◆ **Dataset entries**
########

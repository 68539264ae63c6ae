mod cli;
mod commands;
mod config;
mod error;
mod logging;
mod utils;

use crate::cli::Cli;
use crate::error::Result;
use clap::Parser;
use tracing::{debug, error, info};

fn main() {
    if let Err(e) = run_app() {
        eprintln!("❌ Error: {}", e);
        std::process::exit(1);
    }
}

fn run_app() -> Result<()> {
    let cli = Cli::parse();
    logging::setup_logging(cli.verbose, cli.quiet, cli.log_file.as_deref())?;

    info!("isingviz v{} starting up.", env!("CARGO_PKG_VERSION"));
    debug!("Full CLI arguments parsed: {:?}", &cli);

    let result = commands::report::run(&cli);
    match &result {
        Ok(_) => info!("Report generation completed successfully."),
        Err(e) => error!("Report generation failed: {}", e),
    }
    result
}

########

◆ **Assigned task**
Every line above that has the string "crate" needs to be copied.

◆ **Answer space**
use crate::cli::Cli;
use crate::error::Result;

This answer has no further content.